Veteran radical journalist Chris Hedges successfully argued for the proposition that “Edward Snowden is a hero” at the Oxford Union on February 21. Of course, he is absolutely right to praise Snowden’s moral courage. But he painted a picture of a “solitary individual” standing up for his principles against a potentially all-powerful corporate state, neglecting the intention of Snowden’s revelations, which was to alert the public to the extent of NSA surveillance and engage them in discussing placing limits on it.

Prior to the debate, Hedges published an essay in Truthdig in which he writes that Snowden’s personal risk was heroic because we live in a “dual state” (using the terminology of the German political scientist Ernst Fraenkel) where “civil liberties are abolished in the name of national security. … The outward forms of democratic participation—voting, competing political parties, judicial oversight and legislation—are hollow, political stagecraft. … Those who challenge the abuses of power by the prerogative state, those who, like Snowden, expose the crimes carried out by government, are made into criminals.”

There is no denying the authoritarian nature of NSA surveillance, the vicious prosecution of whistleblowers, the outsized political influence bought by right-wing billiionaires, and killing of civilians by drone strikes. But despite the vast enterprise set up in the name of Homeland Security to suppress dissent, other whistleblowers and leakers continue to reveal what the security state is doing. Why would they do this? Only because they are not acting as isolated heroes; their bravery channels the commitment of Americans to their constitutional rights, their strong attachment to the ideal of democracy. Their moral imperatives are social, not individual.

A new report published in the German Bild am Sonntag reveals that, based on information provided by a “high-ranking NSA employee in Germany,” and not on any of the documents released by Snowden, the NSA responded to an order to refrain from spying directly on president Angela Merkel’s phone by intensifying its monitoring of other high-level officials in her government. As Glenn Greenwald points out, this means there is already at least one more NSA source prepared to risk his or her career to disclose the agency’s secrets.

It seems to me that by focusing on the authoritarian elements in the US, Hedges has prematurely written off society’s strengths. The political theorist he cites, Ernst Fraenkel, based his analysis on his direct experience of the Weimar Republic and the rise of Nazi authoritarian rule within the German state. Comparisons of the present situation of the U.S. with Weimar, which have been made recently by commentators ranging from Glenn Beck to Noam Chomsky, overlook major differences in the two societies: principally that Germany did not have a strong democratic tradition established through a revolution against European powers.

Authoritarian trends within US society certainly exist; but there is a continuing struggle between state coercion and democratic forms of popular participation. Hedges implies that the US surveillance state is part of a self-enclosed apparatus in a polar opposition to society. But to sustain their moral authority, ideals of legitimacy also penetrate state institutions. Edward Snowden, for example, was part of the US surveillance state just as much as the heads of the CIA or FBI, but became a whistleblower because of the contradiction between his experience of the actuality of surveillance and its justification with the misuse of democratic ideals. He began to question his own role when, as Hedges himself narrates, “he had watched as senior officials including Barack Obama lied to the public about internal surveillance.”

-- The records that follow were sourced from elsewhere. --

// Crawl-scoped progress and cancel events

use chrono::{DateTime, Utc};
use serde::{Deserialize, Serialize};
use serde_json::json;
use tokio::sync::broadcast;
use tokio::sync::broadcast::error::{RecvError, TryRecvError};
use tracing::{debug, warn};

#[derive(Debug, Clone, Copy, PartialEq, Eq, Serialize, Deserialize)]
#[serde(rename_all = "snake_case")]
pub enum EventKind {
    Page,
    Cancel,
}

#[derive(Debug, Clone, PartialEq, Serialize, Deserialize)]
pub struct AuditEvent {
    pub task_id: String,
    pub event: EventKind,
    #[serde(default, skip_serializing_if = "Option::is_none")]
    pub message: Option<serde_json::Value>,
    pub published_at: DateTime<Utc>,
}

impl AuditEvent {
    /// Progress for one completed page: its warning count and the number of
    /// pages completed so far in the crawl.
    pub fn page(task_id: &str, url: &str, warnings: usize, total: usize) -> Self {
        Self {
            task_id: task_id.to_string(),
            event: EventKind::Page,
            message: Some(json!({
                "url": url,
                "warnings": warnings,
                "total": total,
            })),
            published_at: Utc::now(),
        }
    }

    pub fn cancel(task_id: &str) -> Self {
        Self {
            task_id: task_id.to_string(),
            event: EventKind::Cancel,
            message: None,
            published_at: Utc::now(),
        }
    }

    pub fn at(mut self, published_at: DateTime<Utc>) -> Self {
        self.published_at = published_at;
        self
    }

    pub fn url(&self) -> Option<&str> {
        self.message.as_ref()?.get("url")?.as_str()
    }

    pub fn total(&self) -> Option<u64> {
        self.message.as_ref()?.get("total")?.as_u64()
    }
}

/// In-process publish/subscribe channel shared by every crawl.
#[derive(Debug, Clone)]
pub struct EventBus {
    sender: broadcast::Sender<AuditEvent>,
}

impl Default for EventBus {
    fn default() -> Self {
        Self::new(256)
    }
}

impl EventBus {
    pub fn new(capacity: usize) -> Self {
        let (sender, _) = broadcast::channel(capacity.max(1));
        Self { sender }
    }

    /// Publish to current subscribers. Returns how many received it.
    pub fn publish(&self, event: AuditEvent) -> usize {
        match self.sender.send(event) {
            Ok(receivers) => receivers,
            Err(_) => {
                debug!("No subscribers for event");
                0
            }
        }
    }

    pub fn subscribe(&self, task_id: &str) -> Subscription {
        Subscription {
            task_id: task_id.to_string(),
            since: Utc::now(),
            receiver: self.sender.subscribe(),
        }
    }
}

/// Events for one task id published after the subscription started.
pub struct Subscription {
    task_id: String,
    since: DateTime<Utc>,
    receiver: broadcast::Receiver<AuditEvent>,
}

impl Subscription {
    pub fn task_id(&self) -> &str {
        &self.task_id
    }

    pub fn since(&self) -> DateTime<Utc> {
        self.since
    }

    fn accepts(&self, event: &AuditEvent) -> bool {
        event.task_id == self.task_id && event.published_at >= self.since
    }

    /// Next matching event, or `None` once the bus is gone.
    pub async fn recv(&mut self) -> Option<AuditEvent> {
        loop {
            match self.receiver.recv().await {
                Ok(event) if self.accepts(&event) => return Some(event),
                Ok(_) => continue,
                Err(RecvError::Lagged(skipped)) => {
                    warn!("Subscription for {} dropped {} events", self.task_id, skipped);
                }
                Err(RecvError::Closed) => return None,
            }
        }
    }

    /// Next matching event already queued, without waiting.
    pub fn try_recv(&mut self) -> Option<AuditEvent> {
        loop {
            match self.receiver.try_recv() {
                Ok(event) if self.accepts(&event) => return Some(event),
                Ok(_) => continue,
                Err(TryRecvError::Lagged(skipped)) => {
                    warn!("Subscription for {} dropped {} events", self.task_id, skipped);
                }
                Err(TryRecvError::Empty) | Err(TryRecvError::Closed) => return None,
            }
        }
    }

    /// Resolves when a cancel event for this task arrives. Never resolves if
    /// the bus shuts down first.
    pub async fn cancelled(&mut self) {
        while let Some(event) = self.recv().await {
            if event.event == EventKind::Cancel {
                return;
            }
        }
        std::future::pending::<()>().await;
    }
}
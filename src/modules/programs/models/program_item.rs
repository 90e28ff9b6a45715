use rust_decimal::Decimal;
use serde::{Deserialize, Serialize};
use sqlx::FromRow;

use crate::core::{AppError, Result};

/// A line item of a member program (a therapy, supplement or service)
#[derive(Debug, Clone, PartialEq, Serialize, Deserialize, FromRow)]
pub struct ProgramItem {
    pub quantity: i32,
    /// Charge per unit
    pub item_charge: Decimal,
    /// Cost per unit
    pub item_cost: Decimal,
    pub is_taxable: bool,
}

impl ProgramItem {
    pub fn validate(&self) -> Result<()> {
        if self.quantity < 0 {
            return Err(AppError::validation(format!(
                "Item quantity cannot be negative, got {}",
                self.quantity
            )));
        }

        if self.item_charge < Decimal::ZERO || self.item_cost < Decimal::ZERO {
            return Err(AppError::validation("Item charge and cost cannot be negative"));
        }

        Ok(())
    }

    pub fn line_charge(&self) -> Decimal {
        Decimal::from(self.quantity) * self.item_charge
    }

    pub fn line_cost(&self) -> Decimal {
        Decimal::from(self.quantity) * self.item_cost
    }
}

/// Program-level sums of its line items
#[derive(Debug, Clone, Copy, Default, PartialEq, Serialize, Deserialize)]
pub struct ProgramTotals {
    pub total_charge: Decimal,
    pub total_taxable_charge: Decimal,
    pub total_cost: Decimal,
}

impl ProgramTotals {
    /// Aggregates validated items. The taxable charge can never exceed the
    /// total charge because it is a sum over a subset of the same lines.
    pub fn from_items(items: &[ProgramItem]) -> Result<Self> {
        let mut totals = Self::default();

        for item in items {
            item.validate()?;

            let charge = item.line_charge();
            totals.total_charge += charge;
            totals.total_cost += item.line_cost();
            if item.is_taxable {
                totals.total_taxable_charge += charge;
            }
        }

        Ok(totals)
    }

    /// False for rows that break `total_taxable_charge <= total_charge`
    pub fn is_consistent(&self) -> bool {
        self.total_taxable_charge <= self.total_charge
    }
}
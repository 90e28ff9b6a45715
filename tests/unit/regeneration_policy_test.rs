// Payment regeneration policy
//
// - unchanged terms with existing payments keep the schedule
// - any single changed term rebuilds it
// - no payments always rebuilds
// - sub-cent noise never rebuilds

use program_finance::payments::{evaluate_regeneration, RegenerationTrigger};
use program_finance::{should_regenerate_payments, PaymentTermsChange};
use proptest::prelude::*;
use rust_decimal::Decimal;
use rust_decimal_macros::dec;

fn cents(value: i64) -> Decimal {
    Decimal::new(value, 2)
}

fn steady(financing: Option<i64>, finance: Decimal, discounts: Decimal) -> PaymentTermsChange {
    PaymentTermsChange {
        payments_exist: true,
        original_financing_type_id: financing,
        next_financing_type_id: financing,
        original_finance_charges: finance,
        next_finance_charges: finance,
        original_discounts: discounts,
        next_discounts: discounts,
    }
}

#[test]
fn test_each_term_flips_decision() {
    let base = steady(Some(1), dec!(25), dec!(-100));
    assert!(!should_regenerate_payments(&base));

    let financing = PaymentTermsChange {
        next_financing_type_id: Some(2),
        ..base.clone()
    };
    let finance = PaymentTermsChange {
        next_finance_charges: dec!(25.01),
        ..base.clone()
    };
    let discounts = PaymentTermsChange {
        next_discounts: dec!(-90),
        ..base.clone()
    };

    assert_eq!(
        evaluate_regeneration(&financing).triggers,
        vec![RegenerationTrigger::FinancingTypeChanged]
    );
    assert_eq!(
        evaluate_regeneration(&finance).triggers,
        vec![RegenerationTrigger::FinanceChargesChanged]
    );
    assert_eq!(
        evaluate_regeneration(&discounts).triggers,
        vec![RegenerationTrigger::DiscountsChanged]
    );
}

#[test]
fn test_financing_type_set_from_null() {
    let change = PaymentTermsChange {
        original_financing_type_id: None,
        next_financing_type_id: Some(4),
        ..steady(None, dec!(0), dec!(0))
    };
    assert!(should_regenerate_payments(&change));
}

#[test]
fn test_trigger_names() {
    assert_eq!(RegenerationTrigger::NoPayments.to_string(), "no_payments");
    assert_eq!(
        serde_json::to_value(RegenerationTrigger::DiscountsChanged).unwrap(),
        "discounts_changed"
    );
}

proptest! {
    #[test]
    fn test_no_payments_always_regenerates(
        original_type in proptest::option::of(1i64..10),
        next_type in proptest::option::of(1i64..10),
        finance in -100_000i64..100_000,
        discount in 0i64..100_000
    ) {
        let change = PaymentTermsChange {
            payments_exist: false,
            original_financing_type_id: original_type,
            next_financing_type_id: next_type,
            original_finance_charges: cents(finance),
            next_finance_charges: cents(finance),
            original_discounts: -cents(discount),
            next_discounts: -cents(discount),
        };
        prop_assert!(should_regenerate_payments(&change));
    }

    #[test]
    fn test_sub_cent_noise_is_ignored(
        financing in proptest::option::of(1i64..10),
        finance in -100_000i64..100_000,
        discount in 0i64..100_000,
        noise in -4_999i64..=4_999
    ) {
        // noise below half a cent, in millionths of a dollar
        let jitter = Decimal::new(noise, 6);
        let change = PaymentTermsChange {
            next_finance_charges: cents(finance) + jitter,
            next_discounts: -cents(discount) - jitter,
            ..steady(financing, cents(finance), -cents(discount))
        };
        prop_assert!(!should_regenerate_payments(&change));
    }

    #[test]
    fn test_whole_cent_change_regenerates(
        finance in -100_000i64..100_000,
        delta in prop_oneof![-10_000i64..=-1, 1i64..=10_000]
    ) {
        let change = PaymentTermsChange {
            next_finance_charges: cents(finance + delta),
            ..steady(Some(1), cents(finance), dec!(-50))
        };
        prop_assert!(should_regenerate_payments(&change));
    }
}
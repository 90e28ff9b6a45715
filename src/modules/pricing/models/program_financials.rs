use rust_decimal::Decimal;
use serde::{Deserialize, Serialize};

use crate::core::money::{round_cents, round_percentage};
use crate::modules::pricing::services::{calculate_projected_margin, calculate_projected_price};
use crate::modules::programs::models::ProgramTotals;
use crate::modules::taxes::{TaxCalculator, TaxRate};

/// Signed adjustments applied on top of the line-item totals
#[derive(Debug, Clone, Copy, Default, PartialEq, Serialize, Deserialize)]
pub struct FinancialAdjustments {
    /// Zero or negative
    pub discounts: Decimal,
    /// Negative is a rebate
    pub finance_charges: Decimal,
}

/// Derived financial values of a program, rounded for storage
#[derive(Debug, Clone, Copy, Default, PartialEq, Serialize, Deserialize)]
pub struct ProgramFinancials {
    /// Cents
    pub taxes: Decimal,
    /// Cents
    pub projected_price: Decimal,
    /// Percentage, two decimals
    pub margin: Decimal,
}

impl ProgramFinancials {
    /// Chains tax, price and margin over the same inputs.
    ///
    /// Taxes are rounded to cents before they feed the price, so the stored
    /// price is exactly the stored parts added up. The margin is computed
    /// from those stored values and then rounded.
    pub fn derive(
        totals: &ProgramTotals,
        adjustments: &FinancialAdjustments,
        tax_rate: TaxRate,
    ) -> Self {
        let taxes = round_cents(TaxCalculator::new(tax_rate).calculate_tax(
            totals.total_charge,
            totals.total_taxable_charge,
            adjustments.discounts,
        ));

        let projected_price = round_cents(calculate_projected_price(
            totals.total_charge,
            taxes,
            adjustments.finance_charges,
            adjustments.discounts,
        ));

        let margin = round_percentage(calculate_projected_margin(
            projected_price,
            totals.total_cost,
            adjustments.finance_charges,
            taxes,
        ));

        Self {
            taxes,
            projected_price,
            margin,
        }
    }

    /// Margin comparison at the stored precision
    pub fn margin_matches(&self, other: &ProgramFinancials) -> bool {
        round_percentage(self.margin) == round_percentage(other.margin)
    }
}
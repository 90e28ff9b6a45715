mod regeneration_policy;

pub use regeneration_policy::{
    evaluate_regeneration, should_regenerate_payments, PaymentTermsChange, RegenerationDecision,
    RegenerationTrigger,
};
use tracing_subscriber::{layer::SubscriberExt, util::SubscriberInitExt, EnvFilter};

use crate::config::AppConfig;

/// Install the global tracing subscriber.
///
/// `RUST_LOG` wins when set; otherwise the crate logs at `LOG_LEVEL` and
/// sqlx at warn. Production emits JSON lines.
pub fn init_tracing(app: &AppConfig) {
    let filter = EnvFilter::try_from_default_env()
        .unwrap_or_else(|_| default_filter(&app.log_level).into());

    let registry = tracing_subscriber::registry().with(filter);

    if app.is_production() {
        registry
            .with(tracing_subscriber::fmt::layer().json())
            .init();
    } else {
        registry.with(tracing_subscriber::fmt::layer()).init();
    }
}

fn default_filter(log_level: &str) -> String {
    format!("program_finance={},sqlx=warn", log_level)
}
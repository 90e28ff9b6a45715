pub mod models;
pub mod services;

pub use models::{FinancialAdjustments, ProgramFinancials};
pub use services::{calculate_projected_margin, calculate_projected_price};
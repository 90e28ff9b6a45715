// Programs module

pub mod models;
pub mod repositories;
pub mod services;

pub use models::{
    FinancialUpdate, MemberProgram, ProgramFinancialRecord, ProgramItem, ProgramStatus,
    ProgramTotals, StatusResolution,
};
pub use repositories::{MySqlProgramRepository, MySqlScheduleProcedures};
pub use services::{
    is_program_locked, BackfillReport, LockEvaluator, MarginBackfill, ProgramFinancialService,
    ProgramLock, RecalculationOutcome,
};
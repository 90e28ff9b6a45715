use async_trait::async_trait;
use sqlx::MySqlPool;
use tracing::{error, info};

use crate::config::ProcedureConfig;
use crate::core::{AppError, Result, ScheduleProcedures};

/// Calls the configured stored procedures with the program id
pub struct MySqlScheduleProcedures {
    pool: MySqlPool,
    procedures: ProcedureConfig,
}

impl MySqlScheduleProcedures {
    /// Names must already have passed `ProcedureConfig::validate`
    pub fn new(pool: MySqlPool, procedures: ProcedureConfig) -> Self {
        Self { pool, procedures }
    }

    async fn call(&self, name: &str, program_id: i64) -> Result<()> {
        let statement = format!("CALL {}(?)", name);

        sqlx::query(&statement)
            .bind(program_id)
            .execute(&self.pool)
            .await
            .map_err(|e| {
                error!(procedure = name, program_id, error = %e, "Schedule procedure failed");
                AppError::procedure(name, e.to_string())
            })?;

        info!(procedure = name, program_id, "Schedule procedure completed");

        Ok(())
    }
}

#[async_trait]
impl ScheduleProcedures for MySqlScheduleProcedures {
    async fn regenerate_payments(&self, program_id: i64) -> Result<()> {
        self.call(&self.procedures.payment_regeneration, program_id).await
    }

    async fn regenerate_item_schedule(&self, program_id: i64) -> Result<()> {
        self.call(&self.procedures.item_schedule, program_id).await
    }
}
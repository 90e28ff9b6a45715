//! Program financial calculation and lifecycle lock engine
//!
//! Pure building blocks for member program financials:
//! - tax on the taxable share of a program after pro-rata discounts
//! - projected price and projected margin
//! - whether an edit makes the generated payment schedule stale
//! - whether a program's financial data may still change
//!
//! plus the write path that gates persistence and schedule regeneration on them.

pub mod config;
pub mod core;
pub mod modules;

// Re-export commonly used types
pub use modules::payments;
pub use modules::pricing;
pub use modules::programs;
pub use modules::taxes;

pub use modules::payments::{should_regenerate_payments, PaymentTermsChange};
pub use modules::pricing::{calculate_projected_margin, calculate_projected_price};
pub use modules::programs::{is_program_locked, ProgramLock};
pub use modules::taxes::calculate_tax_on_taxable_items;
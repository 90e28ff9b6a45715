use serde::{Deserialize, Serialize};

/// Lifecycle status of a member program
#[derive(Debug, Clone, Copy, PartialEq, Eq, Hash, Serialize, Deserialize)]
#[serde(rename_all = "lowercase")]
pub enum ProgramStatus {
    /// Proposal stage, terms still negotiable
    Quote,
    /// Signed and running
    Active,
    /// Temporarily on hold
    Paused,
    /// All deliverables fulfilled
    Completed,
    /// Terminated before completion
    Cancelled,
    /// Quote never accepted
    Lost,
}

impl ProgramStatus {
    pub fn as_str(&self) -> &'static str {
        match self {
            Self::Quote => "quote",
            Self::Active => "active",
            Self::Paused => "paused",
            Self::Completed => "completed",
            Self::Cancelled => "cancelled",
            Self::Lost => "lost",
        }
    }
}

impl std::fmt::Display for ProgramStatus {
    fn fmt(&self, f: &mut std::fmt::Formatter<'_>) -> std::fmt::Result {
        write!(f, "{}", self.as_str())
    }
}

impl std::str::FromStr for ProgramStatus {
    type Err = String;

    /// Case-insensitive exact match, no trimming
    fn from_str(s: &str) -> std::result::Result<Self, Self::Err> {
        match s.to_lowercase().as_str() {
            "quote" => Ok(Self::Quote),
            "active" => Ok(Self::Active),
            "paused" => Ok(Self::Paused),
            "completed" => Ok(Self::Completed),
            "cancelled" => Ok(Self::Cancelled),
            "lost" => Ok(Self::Lost),
            _ => Err(format!("Invalid program status: {}", s)),
        }
    }
}

/// What the stored status reference of a program resolves to
#[derive(Debug, Clone, PartialEq, Eq)]
pub enum StatusResolution {
    /// Status name present and recognized
    Known(ProgramStatus),
    /// Status name present but not one of the known statuses
    Unrecognized(String),
    /// No status name could be joined; carries whether a status id is set
    Missing { has_status_id: bool },
}

impl StatusResolution {
    pub fn resolve(status_name: Option<&str>, program_status_id: Option<i64>) -> Self {
        match status_name.filter(|name| !name.is_empty()) {
            Some(name) => match name.parse::<ProgramStatus>() {
                Ok(status) => Self::Known(status),
                Err(_) => Self::Unrecognized(name.to_string()),
            },
            None => Self::Missing {
                has_status_id: program_status_id.is_some(),
            },
        }
    }
}
pub mod program_repository;
pub mod schedule_procedures;

pub use program_repository::MySqlProgramRepository;
pub use schedule_procedures::MySqlScheduleProcedures;
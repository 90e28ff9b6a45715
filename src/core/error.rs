/// Application-wide Result type
pub type Result<T> = std::result::Result<T, AppError>;

/// Main application error type
///
/// The calculators, the regeneration policy and the lock evaluator are total
/// functions and never produce one of these. Errors only come from the write
/// path around them: configuration, persistence, the external procedures.
#[derive(thiserror::Error, Debug)]
pub enum AppError {
    /// Validation errors for business rules
    #[error("Validation error: {0}")]
    Validation(String),

    /// Database operation errors
    #[error("Database error: {0}")]
    Database(#[from] sqlx::Error),

    /// Resource not found
    #[error("Not found: {0}")]
    NotFound(String),

    /// Financial data of a locked program may not change
    #[error(
        "Program {program_id} is locked (by status: {by_status}, has paid payment: {has_paid_payment})"
    )]
    ProgramLocked {
        program_id: i64,
        by_status: bool,
        has_paid_payment: bool,
    },

    /// Stored data that cannot be classified safely
    #[error("Data integrity error: {0}")]
    DataIntegrity(String),

    /// A database-side schedule procedure reported failure
    #[error("Procedure {name} failed: {message}")]
    Procedure { name: String, message: String },

    /// Configuration errors
    #[error("Configuration error: {0}")]
    Configuration(String),

    /// Internal errors
    #[error("Internal error: {0}")]
    Internal(String),
}

// Helper functions for common error scenarios
impl AppError {
    pub fn validation(msg: impl Into<String>) -> Self {
        AppError::Validation(msg.into())
    }

    pub fn not_found(resource: impl Into<String>) -> Self {
        AppError::NotFound(resource.into())
    }

    pub fn data_integrity(msg: impl Into<String>) -> Self {
        AppError::DataIntegrity(msg.into())
    }

    pub fn procedure(name: impl Into<String>, message: impl Into<String>) -> Self {
        AppError::Procedure {
            name: name.into(),
            message: message.into(),
        }
    }

    /// True when the error is the lock rejection rather than an infrastructure failure
    pub fn is_locked(&self) -> bool {
        matches!(self, AppError::ProgramLocked { .. })
    }
}
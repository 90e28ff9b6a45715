use crate::config::env_or;
use crate::core::{AppError, Result};
use serde::Deserialize;
use sqlx::mysql::{MySqlPool, MySqlPoolOptions};
use std::env;
use std::time::Duration;

/// Connection settings for the program database
#[derive(Debug, Clone, Deserialize)]
pub struct DatabaseConfig {
    pub url: String,
    /// Connections kept open while idle
    pub pool_size: u32,
    pub max_connections: u32,
    pub acquire_timeout_secs: u64,
}

impl DatabaseConfig {
    pub fn from_env() -> Result<Self> {
        Ok(DatabaseConfig {
            url: env::var("DATABASE_URL")
                .map_err(|_| AppError::Configuration("DATABASE_URL not set".to_string()))?,
            pool_size: env_or("DATABASE_POOL_SIZE", 2)?,
            max_connections: env_or("DATABASE_MAX_CONNECTIONS", 10)?,
            acquire_timeout_secs: env_or("DATABASE_ACQUIRE_TIMEOUT_SECS", 30)?,
        })
    }

    pub fn validate(&self) -> Result<()> {
        if self.max_connections == 0 {
            return Err(AppError::Configuration(
                "Database max connections must be greater than 0".to_string(),
            ));
        }

        if self.pool_size > self.max_connections {
            return Err(AppError::Configuration(
                "Database pool size cannot exceed max connections".to_string(),
            ));
        }

        Ok(())
    }

    /// MySQL pool shared by the repository and the procedure caller.
    /// Schedule procedures can hold a connection for a while, hence the
    /// generous acquire timeout.
    pub async fn create_pool(&self) -> Result<MySqlPool> {
        MySqlPoolOptions::new()
            .max_connections(self.max_connections)
            .min_connections(self.pool_size)
            .acquire_timeout(Duration::from_secs(self.acquire_timeout_secs))
            .idle_timeout(Duration::from_secs(600)) // 10 minutes
            .test_before_acquire(true)
            .connect(&self.url)
            .await
            .map_err(AppError::Database)
    }
}
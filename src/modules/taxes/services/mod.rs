mod tax_calculator;

pub use tax_calculator::{calculate_tax_on_taxable_items, TaxCalculator};
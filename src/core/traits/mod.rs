pub mod procedures;
pub mod repository;

pub use procedures::ScheduleProcedures;
pub use repository::ProgramRepository;
pub mod models;
pub mod services;

pub use models::MemberProgramPayment;
pub use services::{
    evaluate_regeneration, should_regenerate_payments, PaymentTermsChange, RegenerationDecision,
    RegenerationTrigger,
};
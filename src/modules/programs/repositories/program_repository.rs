// MySQL ProgramRepository
//
// Reads program snapshots (status name joined in), their payments and items,
// and writes terms plus derived values back in a single UPDATE.

use async_trait::async_trait;
use sqlx::MySqlPool;
use tracing::debug;

use crate::core::{AppError, ProgramRepository, Result};
use crate::modules::payments::models::MemberProgramPayment;
use crate::modules::programs::models::{MemberProgram, ProgramFinancialRecord, ProgramItem};

/// Repository for program financial database operations
pub struct MySqlProgramRepository {
    pool: MySqlPool,
}

impl MySqlProgramRepository {
    pub fn new(pool: MySqlPool) -> Self {
        Self { pool }
    }
}

#[async_trait]
impl ProgramRepository for MySqlProgramRepository {
    async fn find_program(&self, program_id: i64) -> Result<Option<MemberProgram>> {
        let program = sqlx::query_as::<_, MemberProgram>(
            r#"
            SELECT
                mp.member_program_id,
                COALESCE(mp.total_charge, 0) AS total_charge,
                COALESCE(mp.total_taxable_charge, 0) AS total_taxable_charge,
                COALESCE(mp.total_cost, 0) AS total_cost,
                COALESCE(mp.discounts, 0) AS discounts,
                COALESCE(mp.finance_charges, 0) AS finance_charges,
                COALESCE(mp.taxes, 0) AS taxes,
                COALESCE(mp.final_total_price, 0) AS final_total_price,
                COALESCE(mp.margin, 0) AS margin,
                mp.financing_type_id,
                mp.program_status_id,
                ps.status_name
            FROM member_programs mp
            LEFT JOIN program_status ps ON ps.program_status_id = mp.program_status_id
            WHERE mp.member_program_id = ?
            "#,
        )
        .bind(program_id)
        .fetch_optional(&self.pool)
        .await
        .map_err(|e| AppError::Internal(format!("Failed to fetch program: {}", e)))?;

        Ok(program)
    }

    async fn find_payments(&self, program_id: i64) -> Result<Vec<MemberProgramPayment>> {
        let payments = sqlx::query_as::<_, MemberProgramPayment>(
            r#"
            SELECT
                member_program_payment_id, member_program_id, payment_amount,
                payment_due_date, payment_date, payment_status_id, payment_method_id
            FROM member_program_payments
            WHERE member_program_id = ?
            ORDER BY payment_due_date ASC
            "#,
        )
        .bind(program_id)
        .fetch_all(&self.pool)
        .await
        .map_err(|e| AppError::Internal(format!("Failed to fetch payments: {}", e)))?;

        Ok(payments)
    }

    async fn find_items(&self, program_id: i64) -> Result<Vec<ProgramItem>> {
        let items = sqlx::query_as::<_, ProgramItem>(
            r#"
            SELECT quantity, item_charge, item_cost, is_taxable
            FROM member_program_items
            WHERE member_program_id = ? AND active_flag = TRUE
            "#,
        )
        .bind(program_id)
        .fetch_all(&self.pool)
        .await
        .map_err(|e| AppError::Internal(format!("Failed to fetch program items: {}", e)))?;

        Ok(items)
    }

    async fn update_financials(&self, program_id: i64, record: &ProgramFinancialRecord) -> Result<()> {
        let rows_affected = sqlx::query(
            r#"
            UPDATE member_programs
            SET
                total_charge = ?,
                total_taxable_charge = ?,
                total_cost = ?,
                discounts = ?,
                finance_charges = ?,
                financing_type_id = ?,
                taxes = ?,
                final_total_price = ?,
                margin = ?
            WHERE member_program_id = ?
            "#,
        )
        .bind(record.totals.total_charge)
        .bind(record.totals.total_taxable_charge)
        .bind(record.totals.total_cost)
        .bind(record.adjustments.discounts)
        .bind(record.adjustments.finance_charges)
        .bind(record.financing_type_id)
        .bind(record.financials.taxes)
        .bind(record.financials.projected_price)
        .bind(record.financials.margin)
        .bind(program_id)
        .execute(&self.pool)
        .await
        .map_err(|e| AppError::Internal(format!("Failed to update program financials: {}", e)))?
        .rows_affected();

        if rows_affected == 0 {
            return Err(AppError::not_found(format!("Program {} not found", program_id)));
        }

        debug!(program_id, "Program financials persisted");

        Ok(())
    }

    async fn list_program_ids(&self) -> Result<Vec<i64>> {
        let ids = sqlx::query_scalar::<_, i64>(
            "SELECT member_program_id FROM member_programs ORDER BY member_program_id ASC",
        )
        .fetch_all(&self.pool)
        .await
        .map_err(|e| AppError::Internal(format!("Failed to list programs: {}", e)))?;

        Ok(ids)
    }
}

State entities need to preserve their moral justification even when political groups within them are misusing their authority to extend their own power – if we truly lived in a dual state, for example, the Christie scandal and the Walker prosecutions would not even be publicly known.

Mike Lofgren, a former GOP congressional staff member with the House and Senate Budget Committees, gives an insider’s view of the same phenomenon, the “hybrid entity of public and private institutions ruling the country … connected to, but only intermittently controlled by, the visible [constitutional] state.” He writes: “In terms of its scope, financial resources and sheer global reach, the American hybrid state, the Deep State, is in a class by itself. That said, it is neither omniscient nor invincible. The institution is not so much sinister (although it has highly sinister aspects) as it is relentlessly well entrenched. Far from being invincible, its failures, such as those in Iraq, Afghanistan and Libya, are routine enough that it is only the Deep State’s protectiveness towards its higher-ranking personnel that allows them to escape the consequences of their frequent ineptitude.”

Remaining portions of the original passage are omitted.